Genome-wide CRISPR–Cas9 screening reveals ubiquitous T cell cancer targeting via the monomorphic MHC class I-related protein MR1
Menée à l'aide de lignées cellulaires, de tissus tumoraux, d'échantillons sanguins humains et d'un modèle murin, cette étude met en évidence, à partir d'une technique de criblage du génome entier utilisant la technologie CRISPR–Cas9, le rôle de la protéine MR1 du complexe majeur d'histocompatibilité de classe I dans la reconnaissance de différents types de cellules cancéreuses par le récepteur TCR des lymphocytes T
Human leukocyte antigen (HLA)-independent, T cell–mediated targeting of cancer cells would allow immune destruction of malignancies in all individuals. Here, we use genome-wide CRISPR–Cas9 screening to establish that a T cell receptor (TCR) recognized and killed most human cancer types via the monomorphic MHC class I-related protein, MR1, while remaining inert to noncancerous cells.

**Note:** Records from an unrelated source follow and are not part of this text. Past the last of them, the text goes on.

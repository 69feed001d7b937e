//! CLI argument parsing for `kb`.
//!
//! Flags override every other configuration source.

use clap::{Args, Parser, Subcommand};

/// Tabular knowledge base
///
/// Builds a cached semantic index over spreadsheet and CSV rows and answers
/// cited top-k queries against it.
#[derive(Parser, Debug)]
#[command(name = "kb")]
#[command(author, version, about, long_about = None)]
pub struct Cli {
    /// Path to config file (overrides default ~/.config/knowledge-base/config.toml)
    #[arg(short, long, global = true)]
    pub config: Option<String>,

    /// Set log level (trace, debug, info, warn, error)
    #[arg(short, long, global = true)]
    pub log_level: Option<String>,

    #[command(subcommand)]
    pub command: Commands,
}

/// Overrides selecting which knowledge base a command acts on.
#[derive(Args, Debug, Clone, Default)]
pub struct SourceArgs {
    /// Comma-separated source files
    #[arg(long)]
    pub paths: Option<String>,

    /// Embedding model id
    #[arg(long)]
    pub embedding_model: Option<String>,

    /// Embedding backend (remote, local)
    #[arg(long)]
    pub embedding_backend: Option<String>,

    /// Texts per embedding request
    #[arg(long)]
    pub batch_size: Option<usize>,

    /// Cache directory for index artifacts
    #[arg(long)]
    pub cache_dir: Option<String>,

    /// Abandon a rebuild after this many seconds
    #[arg(long)]
    pub timeout_secs: Option<u64>,
}

#[derive(Subcommand, Debug)]
pub enum Commands {
    /// Build (or validate) the cached index ahead of time
    Build {
        #[command(flatten)]
        source: SourceArgs,
    },

    /// Search the knowledge base
    Query {
        /// Query text
        text: String,

        /// Records to return (default from config)
        #[arg(short = 'k', long)]
        top_k: Option<usize>,

        /// Number citations from K<offset+1>
        #[arg(long, default_value = "0")]
        offset: usize,

        #[command(flatten)]
        source: SourceArgs,
    },

    /// Report whether the cached index is fresh, without building
    Status {
        #[command(flatten)]
        source: SourceArgs,
    },

    /// Drop cached artifacts for the configured sources
    Invalidate {
        /// Delete the index files from the cache directory
        #[arg(long)]
        purge: bool,

        #[command(flatten)]
        source: SourceArgs,
    },

    /// Print the effective configuration
    Config {
        #[command(flatten)]
        source: SourceArgs,
    },
}

impl Commands {
    pub fn source_args(&self) -> &SourceArgs {
        match self {
            Commands::Build { source }
            | Commands::Query { source, .. }
            | Commands::Status { source }
            | Commands::Invalidate { source, .. }
            | Commands::Config { source } => source,
        }
    }
}

#[cfg(test)]
mod tests {
    use super::*;

    #[test]
    fn test_cli_build_with_overrides() {
        let cli = Cli::parse_from([
            "kb",
            "build",
            "--paths",
            "a.xlsx,b.csv",
            "--embedding-backend",
            "local",
            "--batch-size",
            "5",
        ]);
        match cli.command {
            Commands::Build { source } => {
                assert_eq!(source.paths.as_deref(), Some("a.xlsx,b.csv"));
                assert_eq!(source.embedding_backend.as_deref(), Some("local"));
                assert_eq!(source.batch_size, Some(5));
            }
            _ => panic!("Expected Build command"),
        }
    }

    #[test]
    fn test_cli_query() {
        let cli = Cli::parse_from(["kb", "query", "battery makers", "-k", "5", "--offset", "2"]);
        match cli.command {
            Commands::Query {
                text,
                top_k,
                offset,
                ..
            } => {
                assert_eq!(text, "battery makers");
                assert_eq!(top_k, Some(5));
                assert_eq!(offset, 2);
            }
            _ => panic!("Expected Query command"),
        }
    }

    #[test]
    fn test_cli_invalidate_purge() {
        let cli = Cli::parse_from(["kb", "invalidate", "--purge"]);
        assert!(matches!(cli.command, Commands::Invalidate { purge: true, .. }));
    }

    #[test]
    fn test_cli_global_flags() {
        let cli = Cli::parse_from(["kb", "status", "--config", "/etc/kb.toml", "-l", "debug"]);
        assert_eq!(cli.config.as_deref(), Some("/etc/kb.toml"));
        assert_eq!(cli.log_level.as_deref(), Some("debug"));
        assert!(matches!(cli.command, Commands::Status { .. }));
    }

    #[test]
    fn test_cli_config() {
        let cli = Cli::parse_from(["kb", "config", "--cache-dir", "/tmp/kb"]);
        assert_eq!(cli.command.source_args().cache_dir.as_deref(), Some("/tmp/kb"));
    }
}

Unlike mucosal-associated invariant T cells, recognition of target cells by the TCR was independent of bacterial loading. Furthermore, concentration-dependent addition of vitamin B-related metabolite ligands of MR1 reduced TCR recognition of cancer cells, suggesting that recognition occurred via sensing of the cancer metabolome. An MR1-restricted T cell clone mediated in vivo regression of leukemia and conferred enhanced survival of NSG mice. TCR transfer to T cells of patients enabled killing of autologous and nonautologous melanoma. These findings offer opportunities for HLA-independent, pan-cancer, pan-population immunotherapies.